Glad to have you here!!


----------



## Sickie Ickie (Jun 20, 2006)

Welcome to our insane asyllum!


----------



## slimy (Jul 12, 2006)

Welcome to the forum.


----------



## spideranne (Jul 17, 2006)

Welcome!


----------



## scareme (Aug 29, 2006)

Hi and welcome to the forum. Stick with us and we'll get you in the mood for Halloween.


----------



## Wyatt Furr (Jun 5, 2006)

Howdy and Welcome


----------



## HrdHeaded1 (Sep 20, 2007)

Howdy! Welcome to the forum.

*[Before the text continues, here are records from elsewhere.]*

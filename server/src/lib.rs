//! Exposure Watch
//!
//! Audits Discord guilds for channels that the @everyone role can see and
//! alerts each guild's operators when one is found.

pub mod api;
pub mod audit;
pub mod config;
pub mod discord;
pub mod notify;
pub mod permissions;
//! Permission resolution logic.
//!
//! Decides whether the @everyone role can see a channel.

use super::flags::Permissions;
use crate::discord::types::{OverwriteKind, PermissionOverwrite};

/// Outcome of resolving `VIEW_CHANNEL` for the @everyone role.
#[derive(Debug, Clone, Copy, PartialEq, Eq)]
pub enum ViewAccess {
    /// The @everyone overwrite denies view (wins over allow and baseline).
    ExplicitDeny,
    /// The @everyone overwrite allows view.
    ExplicitAllow,
    /// No overwrite decision; value is the role baseline.
    Inherited(bool),
}

impl ViewAccess {
    #[must_use]
    pub const fn is_visible(self) -> bool {
        match self {
            Self::ExplicitDeny => false,
            Self::ExplicitAllow => true,
            Self::Inherited(visible) => visible,
        }
    }
}

/// Find the @everyone overwrite on a channel.
///
/// Discord keys the @everyone role by the guild id. Only one such overwrite
/// should exist; if the data holds several, the first in input order wins.
#[must_use]
pub fn find_everyone_overwrite<'a>(
    overwrites: &'a [PermissionOverwrite],
    everyone_role_id: &str,
) -> Option<&'a PermissionOverwrite> {
    overwrites
        .iter()
        .find(|o| o.kind == OverwriteKind::Role && o.id == everyone_role_id)
}

/// Resolve @everyone view access for a channel.
///
/// Resolution order:
/// 1. View denied by the @everyone overwrite: hidden
/// 2. View allowed by the @everyone overwrite: visible
/// 3. Otherwise the `baseline` (the @everyone role's guild permissions) decides
///
/// Pass `Permissions::empty()` as `baseline` when role permissions are unknown;
/// the channel is then visible only through an explicit allow.
#[must_use]
pub fn resolve_view_access(
    overwrites: &[PermissionOverwrite],
    everyone_role_id: &str,
    baseline: Permissions,
) -> ViewAccess {
    let inherited = baseline.has(Permissions::VIEW_CHANNEL);

    let Some(ovr) = find_everyone_overwrite(overwrites, everyone_role_id) else {
        return ViewAccess::Inherited(inherited);
    };

    // Deny wins even when a malformed overwrite sets the bit on both sides
    if ovr.deny.has(Permissions::VIEW_CHANNEL) {
        ViewAccess::ExplicitDeny
    } else if ovr.allow.has(Permissions::VIEW_CHANNEL) {
        ViewAccess::ExplicitAllow
    } else {
        ViewAccess::Inherited(inherited)
    }
}

/// Whether the @everyone role can view a channel.
#[must_use]
pub fn resolve_visibility(
    overwrites: Option<&[PermissionOverwrite]>,
    everyone_role_id: &str,
    baseline: Permissions,
) -> bool {
    resolve_view_access(overwrites.unwrap_or_default(), everyone_role_id, baseline).is_visible()
}
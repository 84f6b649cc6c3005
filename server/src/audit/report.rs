//! Alert report text.

use super::auditor::{ExposureFinding, ExposureReason};
use crate::config::GuildConfig;

/// Build the alert message for a guild with exposed channels.
///
/// One line per finding with a channel mention, the raw id, and the topic on
/// an indented line when present.
#[must_use]
pub fn build_report(guild: &GuildConfig, findings: &[ExposureFinding]) -> String {
    let mut lines = vec![
        "🚨 **Channels visible to @everyone detected**".to_string(),
        String::new(),
        format!("Server: **{}** ({})", guild.guild_name, guild.guild_id),
        format!("Findings: {}", findings.len()),
        String::new(),
    ];

    for finding in findings {
        let suffix = match finding.reason {
            ExposureReason::InheritedFromRole => " (inherited from @everyone role)",
            ExposureReason::ExplicitAllow => "",
        };
        lines.push(format!("- <#{id}> (`{id}`){suffix}", id = finding.channel_id));
        if let Some(topic) = finding.topic.as_deref().filter(|t| !t.is_empty()) {
            lines.push(format!("    Topic: {topic}"));
        }
    }

    lines.push(String::new());
    lines.push(
        "> If a channel is meant to be public, add its ID to this server's whitelist.".to_string(),
    );
    lines.join("\n")
}
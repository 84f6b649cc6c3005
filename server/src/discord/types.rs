//! Discord API Types
//!
//! The subset of the channel and role payloads the audit reads.

use serde::{Deserialize, Serialize};

use crate::permissions::Permissions;

/// Channel type codes (`channel.type`).
pub mod channel_type {
    pub const GUILD_TEXT: u8 = 0;
    pub const DM: u8 = 1;
    pub const GUILD_VOICE: u8 = 2;
    pub const GUILD_CATEGORY: u8 = 4;
    pub const GUILD_ANNOUNCEMENT: u8 = 5;
    pub const GUILD_STAGE_VOICE: u8 = 13;
    pub const GUILD_FORUM: u8 = 15;
    pub const GUILD_MEDIA: u8 = 16;
}

/// Guild channel as returned by `GET /guilds/{guild.id}/channels`.
#[derive(Debug, Clone, Serialize, Deserialize)]
pub struct Channel {
    pub id: String,
    #[serde(rename = "type")]
    pub kind: u8,
    #[serde(default)]
    pub name: String,
    #[serde(default)]
    pub topic: Option<String>,
    #[serde(default)]
    pub permission_overwrites: Option<Vec<PermissionOverwrite>>,
}

impl Channel {
    /// Overwrites on this channel; an absent list reads as empty.
    #[must_use]
    pub fn overwrites(&self) -> &[PermissionOverwrite] {
        self.permission_overwrites.as_deref().unwrap_or_default()
    }
}

/// Who a permission overwrite applies to.
#[derive(Debug, Clone, Copy, PartialEq, Eq, Serialize, Deserialize)]
#[serde(from = "u8", into = "u8")]
pub enum OverwriteKind {
    Role,
    Member,
    /// A subject kind added to the API after this build.
    Other(u8),
}

impl From<u8> for OverwriteKind {
    fn from(value: u8) -> Self {
        match value {
            0 => Self::Role,
            1 => Self::Member,
            other => Self::Other(other),
        }
    }
}

impl From<OverwriteKind> for u8 {
    fn from(kind: OverwriteKind) -> Self {
        match kind {
            OverwriteKind::Role => 0,
            OverwriteKind::Member => 1,
            OverwriteKind::Other(other) => other,
        }
    }
}

/// Per-channel permission exception for one role or member.
#[derive(Debug, Clone, Serialize, Deserialize)]
pub struct PermissionOverwrite {
    /// Role or user id
    pub id: String,
    #[serde(rename = "type")]
    pub kind: OverwriteKind,
    pub allow: Permissions,
    pub deny: Permissions,
}

/// Guild role as returned by `GET /guilds/{guild.id}/roles`.
#[derive(Debug, Clone, Serialize, Deserialize)]
pub struct Role {
    pub id: String,
    #[serde(default)]
    pub name: String,
    pub permissions: Permissions,
}
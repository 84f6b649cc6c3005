//! Reusable test helpers for HTTP integration tests.
//!
//! Provides [`MockDiscord`], an in-process stand-in for the Discord REST API
//! and incoming webhooks, served by [`spawn_test_server()`] on a random port.
#![allow(dead_code)]

use std::collections::HashMap;
use std::net::SocketAddr;
use std::sync::{Arc, Mutex};

use axum::extract::{Path, State};
use axum::http::{header, HeaderMap, StatusCode};
use axum::routing::{get, post};
use axum::{Json, Router};
use exposure_watch::audit::{AuditOptions, AuditRunner};
use exposure_watch::config::GuildConfig;
use exposure_watch::discord::DiscordClient;
use exposure_watch::notify::{AlertDestination, Notifier};
use serde_json::{json, Value};
use tokio::task::JoinHandle;

pub const BOT_TOKEN: &str = "test-bot-token";

// ============================================================================
// Test Server
// ============================================================================

/// A running test server bound to a random port.
pub struct TestServer {
    /// Server address (127.0.0.1:PORT).
    pub addr: SocketAddr,
    /// Base URL for HTTP requests (e.g., `http://127.0.0.1:12345`).
    pub url: String,
    /// Handle to the server task for cleanup.
    _handle: JoinHandle<()>,
}

/// Spawn a real HTTP server on a random port.
pub async fn spawn_test_server(router: Router) -> TestServer {
    let listener = tokio::net::TcpListener::bind("127.0.0.1:0")
        .await
        .expect("Failed to bind test server");
    let addr = listener.local_addr().expect("Failed to get local addr");
    let url = format!("http://{addr}");

    let handle = tokio::spawn(async move {
        axum::serve(listener, router)
            .await
            .expect("Test server failed");
    });

    TestServer {
        addr,
        url,
        _handle: handle,
    }
}

// ============================================================================
// Mock Discord API
// ============================================================================

/// A message received by the mock, from either a webhook or a channel post.
#[derive(Debug, Clone)]
pub struct Delivered {
    pub path: String,
    pub content: String,
    pub authorization: Option<String>,
}

/// Canned response for one endpoint.
#[derive(Debug, Clone)]
struct Canned {
    status: StatusCode,
    body: String,
}

#[derive(Default)]
struct MockInner {
    channels: HashMap<String, Canned>,
    roles: HashMap<String, Canned>,
    rejected_paths: HashMap<String, Canned>,
    delivered: Vec<Delivered>,
    requests: Vec<(String, Option<String>)>,
}

/// In-memory Discord API.
#[derive(Clone, Default)]
pub struct MockDiscord {
    inner: Arc<Mutex<MockInner>>,
}

impl MockDiscord {
    pub fn new() -> Self {
        Self::default()
    }

    /// Serve `channels` (a JSON array) for `GET /guilds/{guild_id}/channels`.
    pub fn set_channels(&self, guild_id: &str, channels: Value) {
        self.inner.lock().unwrap().channels.insert(
            guild_id.into(),
            Canned {
                status: StatusCode::OK,
                body: channels.to_string(),
            },
        );
    }

    /// Answer `GET /guilds/{guild_id}/channels` with an arbitrary status and body.
    pub fn fail_channels(&self, guild_id: &str, status: u16, body: &str) {
        self.inner.lock().unwrap().channels.insert(
            guild_id.into(),
            Canned {
                status: StatusCode::from_u16(status).unwrap(),
                body: body.into(),
            },
        );
    }

    /// Serve `roles` (a JSON array) for `GET /guilds/{guild_id}/roles`.
    pub fn set_roles(&self, guild_id: &str, roles: Value) {
        self.inner.lock().unwrap().roles.insert(
            guild_id.into(),
            Canned {
                status: StatusCode::OK,
                body: roles.to_string(),
            },
        );
    }

    /// Answer `GET /guilds/{guild_id}/roles` with an arbitrary status and body.
    pub fn fail_roles(&self, guild_id: &str, status: u16, body: &str) {
        self.inner.lock().unwrap().roles.insert(
            guild_id.into(),
            Canned {
                status: StatusCode::from_u16(status).unwrap(),
                body: body.into(),
            },
        );
    }

    /// Reject posts to `path` (e.g. `/webhooks/1/abc`) with HTTP `status`.
    pub fn reject_deliveries(&self, path: &str, status: u16, body: &str) {
        self.inner.lock().unwrap().rejected_paths.insert(
            path.into(),
            Canned {
                status: StatusCode::from_u16(status).unwrap(),
                body: body.into(),
            },
        );
    }

    /// Messages accepted so far, in arrival order.
    pub fn delivered(&self) -> Vec<Delivered> {
        self.inner.lock().unwrap().delivered.clone()
    }

    /// Messages accepted at `path`.
    pub fn delivered_to(&self, path: &str) -> Vec<Delivered> {
        self.delivered()
            .into_iter()
            .filter(|d| d.path == path)
            .collect()
    }

    /// Every GET path requested, with its Authorization header.
    pub fn requests(&self) -> Vec<(String, Option<String>)> {
        self.inner.lock().unwrap().requests.clone()
    }

    pub fn router(&self) -> Router {
        Router::new()
            .route("/guilds/{guild_id}/channels", get(guild_channels))
            .route("/guilds/{guild_id}/roles", get(guild_roles))
            .route("/channels/{channel_id}/messages", post(channel_message))
            .route("/webhooks/{webhook_id}/{token}", post(webhook))
            .with_state(self.clone())
    }

    /// Serve the mock on a random port.
    pub async fn spawn(&self) -> TestServer {
        spawn_test_server(self.router()).await
    }

    fn record_request(&self, path: String, headers: &HeaderMap) {
        self.inner
            .lock()
            .unwrap()
            .requests
            .push((path, authorization(headers)));
    }

    fn deliver(&self, path: String, headers: &HeaderMap, body: &Value) -> (StatusCode, String) {
        let mut inner = self.inner.lock().unwrap();
        if let Some(canned) = inner.rejected_paths.get(&path) {
            return (canned.status, canned.body.clone());
        }
        inner.delivered.push(Delivered {
            path,
            content: body["content"].as_str().unwrap_or_default().to_string(),
            authorization: authorization(headers),
        });
        (StatusCode::OK, json!({ "id": "1" }).to_string())
    }
}

fn authorization(headers: &HeaderMap) -> Option<String> {
    headers
        .get(header::AUTHORIZATION)
        .and_then(|v| v.to_str().ok())
        .map(str::to_string)
}

fn unknown_guild() -> (StatusCode, String) {
    (
        StatusCode::NOT_FOUND,
        json!({ "message": "Unknown Guild", "code": 10004 }).to_string(),
    )
}

fn canned(entry: Option<&Canned>) -> (StatusCode, String) {
    entry.map_or_else(unknown_guild, |c| (c.status, c.body.clone()))
}

async fn guild_channels(
    State(mock): State<MockDiscord>,
    Path(guild_id): Path<String>,
    headers: HeaderMap,
) -> (StatusCode, String) {
    mock.record_request(format!("/guilds/{guild_id}/channels"), &headers);
    canned(mock.inner.lock().unwrap().channels.get(&guild_id))
}

async fn guild_roles(
    State(mock): State<MockDiscord>,
    Path(guild_id): Path<String>,
    headers: HeaderMap,
) -> (StatusCode, String) {
    mock.record_request(format!("/guilds/{guild_id}/roles"), &headers);
    canned(mock.inner.lock().unwrap().roles.get(&guild_id))
}

async fn channel_message(
    State(mock): State<MockDiscord>,
    Path(channel_id): Path<String>,
    headers: HeaderMap,
    Json(body): Json<Value>,
) -> (StatusCode, String) {
    mock.deliver(format!("/channels/{channel_id}/messages"), &headers, &body)
}

async fn webhook(
    State(mock): State<MockDiscord>,
    Path((webhook_id, token)): Path<(String, String)>,
    headers: HeaderMap,
    Json(body): Json<Value>,
) -> (StatusCode, String) {
    mock.deliver(format!("/webhooks/{webhook_id}/{token}"), &headers, &body)
}

// ============================================================================
// Fixtures
// ============================================================================

/// Discord client pointed at a mock server.
pub fn discord_client(server: &TestServer) -> DiscordClient {
    DiscordClient::new(reqwest::Client::new(), &server.url, BOT_TOKEN)
}

/// Runner over `guilds` backed by the mock server.
pub fn runner(server: &TestServer, guilds: Vec<GuildConfig>, role_baseline: bool) -> AuditRunner {
    let discord = discord_client(server);
    AuditRunner::new(
        guilds,
        discord.clone(),
        Notifier::new(discord),
        AuditOptions::default(),
        role_baseline,
    )
}

/// Guild alerting through a mock webhook at `/webhooks/{guild_id}/token`.
pub fn webhook_guild(server: &TestServer, guild_id: &str, whitelist: &[&str]) -> GuildConfig {
    GuildConfig {
        guild_id: guild_id.into(),
        guild_name: format!("Guild {guild_id}"),
        whitelist_channel_ids: whitelist.iter().map(|s| (*s).to_string()).collect(),
        alert: AlertDestination::Webhook {
            url: format!("{}{}", server.url, webhook_path(guild_id)),
        },
    }
}

pub fn webhook_path(guild_id: &str) -> String {
    format!("/webhooks/{guild_id}/token")
}

/// Channel JSON as Discord sends it, with one @everyone overwrite.
pub fn channel_json(id: &str, kind: u8, guild_id: &str, allow: u64, deny: u64) -> Value {
    json!({
        "id": id,
        "type": kind,
        "guild_id": guild_id,
        "name": format!("channel-{id}"),
        "topic": null,
        "permission_overwrites": [
            { "id": guild_id, "type": 0, "allow": allow.to_string(), "deny": deny.to_string() }
        ]
    })
}

/// Channel JSON without any overwrites.
pub fn bare_channel_json(id: &str, kind: u8) -> Value {
    json!({ "id": id, "type": kind, "name": format!("channel-{id}") })
}

/// The @everyone role of `guild_id` with the given permissions.
pub fn everyone_role_json(guild_id: &str, permissions: u64) -> Value {
    json!({
        "id": guild_id,
        "name": "@everyone",
        "permissions": permissions.to_string(),
        "position": 0
    })
}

Keep your eyes open.. there is always something to inspire us all.


----------



## ScareFX (Aug 18, 2004)

Welcome


----------



## Lagrousome (Apr 12, 2007)

Welcome to the forum! Would love to see some pics of your work!


----------



## Ghostess (Aug 21, 2005)

Welcome to the fun!


----------



## Moon Dog (Oct 3, 2006)

Greetings and scare-u-tations!


----------



## Darkside (Aug 6, 2007)

Welcome, come on in.


----------



## Ghoulbug (Apr 24, 2007)

Hello Red and welcome


----------



## EMU (Dec 4, 2007)

Welcome!


----------



## DeadSpider (Feb 3, 2006)

welcome!

Do you have pics from any of the charity haunts you help with?


----------



## Undeadvoodoomonkey (Aug 4, 2007)

This is the Hotel California of websites..........hope your not planing on leaving anytime soon. Welcome.


----------



## Madame Turlock (Jan 19, 2008)

Welcome to the forum. Are you prepared for sensory overload?


----------



## rip86 (Jan 11, 2008)

*BOOOOO !!!!*
OK, if you didn't jump, your in the right place
WELCOME


----------



## CerysCrow (Jan 22, 2007)

Welcome!


----------



## turtle2778 (Jul 9, 2006)

Hey there and welcome. Im sure you will love it here. We are some great people


----------



## HrdHeaded1 (Sep 20, 2007)

Howdy... and welcome to the forum! Always feels good to have another haunter join in the mix.. hehe


----------



## perdidoman (Dec 2, 2007)

Welcome RedScare : )


----------



## pyro (Oct 7, 2006)

hello & welcome


----------